No one is more acutely aware of the shortcomings in US prenatal care than Mamas on Bedrest. While it is safe to say the we receive prenatal care, in many instances one would be loathe to say that it is patient centered, baby friendly or offering a compassionate start to our little ones. And while many of the interventions that Mamas on Bedrest endure are necessary, how they are administered and how Mamas on Bedrest are cared for are often lacking in the compassion and nurturing department.

The foundation principle of the Global Prenatal Initiative is,

“The time spent in the womb is the foundation for long-term health, emotional security, intelligence, creativity and much more for every human being. It is vital that the link between these early stages of human development, their long-term impact and the current global challenges be known.”

~ Julie Gerland, GPI Co-Founder and Director

Dr. Gerland and other members of the United Nations have been collaborating to improve maternity outcomes and have come to the very reasonable conclusion that to make any sort of appreciable impact on our cultural deficiencies and disparities, it is imperative that we focus on human development-namely improving birth outcomes and in turn, life expectancy and quality of life.

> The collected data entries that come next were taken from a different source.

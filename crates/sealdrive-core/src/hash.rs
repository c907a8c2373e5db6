//! Content hashing.
//!
//! Every component addresses and compares content by its Blake3 digest.

use serde::{Deserialize, Serialize};
use std::fmt;

/// A 32-byte Blake3 digest over arbitrary content bytes.
#[derive(Clone, Copy, PartialEq, Eq, Hash, Serialize, Deserialize)]
pub struct ContentHash(pub [u8; 32]);

impl ContentHash {
    /// Compute the Blake3 hash of the given data.
    pub fn hash(data: &[u8]) -> Self {
        Self(*blake3::hash(data).as_bytes())
    }

    /// Create from raw bytes.
    pub const fn from_bytes(bytes: [u8; 32]) -> Self {
        Self(bytes)
    }

    /// Get the raw bytes.
    pub const fn as_bytes(&self) -> &[u8; 32] {
        &self.0
    }

    /// Convert to hex string.
    pub fn to_hex(&self) -> String {
        hex::encode(self.0)
    }

    /// Parse from hex string.
    pub fn from_hex(s: &str) -> Result<Self, hex::FromHexError> {
        let bytes = hex::decode(s)?;
        if bytes.len() != 32 {
            return Err(hex::FromHexError::InvalidStringLength);
        }
        let mut arr = [0u8; 32];
        arr.copy_from_slice(&bytes);
        Ok(Self(arr))
    }

    /// The zero hash (sentinel value).
    pub const ZERO: Self = Self([0u8; 32]);
}

impl fmt::Debug for ContentHash {
    fn fmt(&self, f: &mut fmt::Formatter<'_>) -> fmt::Result {
        write!(f, "ContentHash({})", &self.to_hex()[..16])
    }
}

impl fmt::Display for ContentHash {
    fn fmt(&self, f: &mut fmt::Formatter<'_>) -> fmt::Result {
        write!(f, "{}", &self.to_hex()[..16])
    }
}

impl AsRef<[u8]> for ContentHash {
    fn as_ref(&self) -> &[u8] {
        &self.0
    }
}

impl From<[u8; 32]> for ContentHash {
    fn from(bytes: [u8; 32]) -> Self {
        Self(bytes)
    }
}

Their major focuses are:

  1. Confronting family poverty
  2. Ensuring work-family balance
  3. Advancing social integration
  4. Inter-generational solidarity

This is all well and good, but what does this mean for Mamas on Bedrest exactly???

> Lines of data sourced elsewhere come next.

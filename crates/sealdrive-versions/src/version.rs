//! Immutable version records.
//!
//! A version captures one state of a file: its content hash and size, who
//! wrote it, where it sits in the branch graph, and how it differs from its
//! parent. Versions are never modified after creation except for the head
//! flag and the merkle anchor, both of which the engine maintains.

use std::collections::BTreeMap;

use serde::{Deserialize, Serialize};

use sealdrive_core::{ContentHash, FileId, Principal, VersionId};

use crate::error::{Result, VersionError};

/// How a version came to be, relative to the branch head it replaced.
#[derive(Debug, Clone, Copy, PartialEq, Eq, Serialize, Deserialize)]
pub enum ChangeType {
    /// The first version of a file.
    Create,
    /// Content changed; size delta ratio at most 0.1.
    MinorChange,
    /// Content changed; size delta ratio above 0.1.
    ModerateChange,
    /// Content changed; size delta ratio above 0.5.
    MajorChange,
    /// Identical content bytes, only metadata differs.
    MetadataOnly,
    /// A rollback to an earlier version's content.
    Revert,
    /// The result of merging two branches.
    Merge,
}

/// The parent link(s) of a version. A version has zero, one or two parents
/// and nothing else.
#[derive(Debug, Clone, Copy, PartialEq, Eq, Serialize, Deserialize)]
pub enum Parentage {
    /// No parent: the initial version.
    Root,
    /// One parent: an ordinary successor.
    Linear { parent: VersionId },
    /// Two parents: a merge commit.
    Merge {
        source: VersionId,
        target: VersionId,
    },
}

impl Parentage {
    /// Parent ids, in source-before-target order for merges.
    pub fn parents(&self) -> Vec<VersionId> {
        match self {
            Parentage::Root => Vec::new(),
            Parentage::Linear { parent } => vec![*parent],
            Parentage::Merge { source, target } => vec![*source, *target],
        }
    }
}

/// One immutable state of a file.
#[derive(Debug, Clone, PartialEq, Eq, Serialize, Deserialize)]
pub struct Version {
    /// Unique version identifier.
    pub id: VersionId,

    /// The file this version belongs to.
    pub file_id: FileId,

    /// Monotonic per-file version number, starting at 1.
    pub number: u64,

    /// Blake3 hash of the content bytes.
    pub content_hash: ContentHash,

    /// Content size in bytes.
    pub size: u64,

    /// Who created this version.
    pub author: Principal,

    /// Creation time (Unix milliseconds).
    pub timestamp: i64,

    /// Caller-supplied metadata.
    pub metadata: BTreeMap<String, String>,

    /// Parent link(s) in the branch graph.
    pub parents: Parentage,

    /// The branch this version was committed to.
    pub branch: String,

    /// How this version relates to its predecessor.
    pub change_type: ChangeType,

    /// Free-form description.
    pub description: String,

    /// Merkle root over the file's full history. Present on the latest
    /// version only; `None` everywhere else.
    pub merkle_root: Option<ContentHash>,

    /// Whether this version is the head of its branch.
    pub is_head: bool,
}

impl Version {
    /// Serialize to CBOR bytes.
    pub fn to_bytes(&self) -> Vec<u8> {
        let mut buf = Vec::new();
        ciborium::into_writer(self, &mut buf).expect("CBOR serialization failed");
        buf
    }

    /// Deserialize from CBOR bytes.
    pub fn from_bytes(bytes: &[u8]) -> Result<Self> {
        ciborium::from_reader(bytes).map_err(|e| VersionError::Serialization(e.to_string()))
    }
}

/// Classify a content change against the previous head.
///
/// Identical hashes are a metadata-only change regardless of anything else.
/// Otherwise the size delta ratio `|new - old| / max(old, new, 1)` decides:
/// above 0.5 is major, above 0.1 is moderate, the rest is minor.
pub fn classify_change(
    old_hash: &ContentHash,
    new_hash: &ContentHash,
    old_size: u64,
    new_size: u64,
) -> ChangeType {
    if old_hash == new_hash {
        return ChangeType::MetadataOnly;
    }

    let delta = old_size.abs_diff(new_size) as f64;
    let ratio = delta / old_size.max(new_size).max(1) as f64;

    if ratio > 0.5 {
        ChangeType::MajorChange
    } else if ratio > 0.1 {
        ChangeType::ModerateChange
    } else {
        ChangeType::MinorChange
    }
}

  1. It means empowering mamas about what they can do to feel safe, secure and healthy during pregnancy.
  2. It means empowering mamas to provide safe, secure environments for their babies to develop and grow-both in utero and externally. We have to remember, whatever mama is experiencing during her pregnancy, her baby is also experiencing. As much as possible, we want those experiences to be peaceful and to have positive impacts on baby’s growth and development.
  3. It means working with both parents in the pre-conception and prenatal periods to foster healthy relationships, ones in which as much as possible both parents stay connected (not necessarily married) and involved in the lifelong growth and development of the baby.

Mamas, We already know so much of this! We know what it’s like for our families to face financial challenges because we go on bed rest and are not paid while we are not working. We know what it’s like to lose a job because we go on bed rest! We know what it is like to have to choose to nurture our children on bed rest in lieu of pursuing a career. We know what it is like to try to navigate bed rest without the support of family. We could (wo)man these panels ourselves and give birds eye views of what life is like when we don’t have the resources necessary for a peaceful pregnancies. And while all of you are welcome to step up in support of the Global Prenatal Initiative, I am stepping in and stepping up on behalf of high risk pregnant women, the Mamas on Bedrest. Stepping into this community of global prenatal health workers, it is my intention to not only represent Mamas on Bedrest but to also be your eyes, your ears and most importantly-YOUR VOICE! This is the chance for our voices to be heard, for our stories to be told and for the management of high risk pregnancies to be evaluated and changed as necessary to suit the needs of Mamas on Bedrest. I am counting on you all to speak up! I am counting on you all to tell me exactly what you needed when you were on bed rest; what would have made bed rest bearable and more successful. In return, I will relay your thoughts and request to my colleagues in the association, as well as to the pertinent United Nations sub-committees on human growth, development and overall well being.

The time has come, Mamas! We have the chance to change the course of prenatal care and birth outcomes for generations to come! Most importantly, we have the chance to make much needed changes in the care of high risk pregnancy!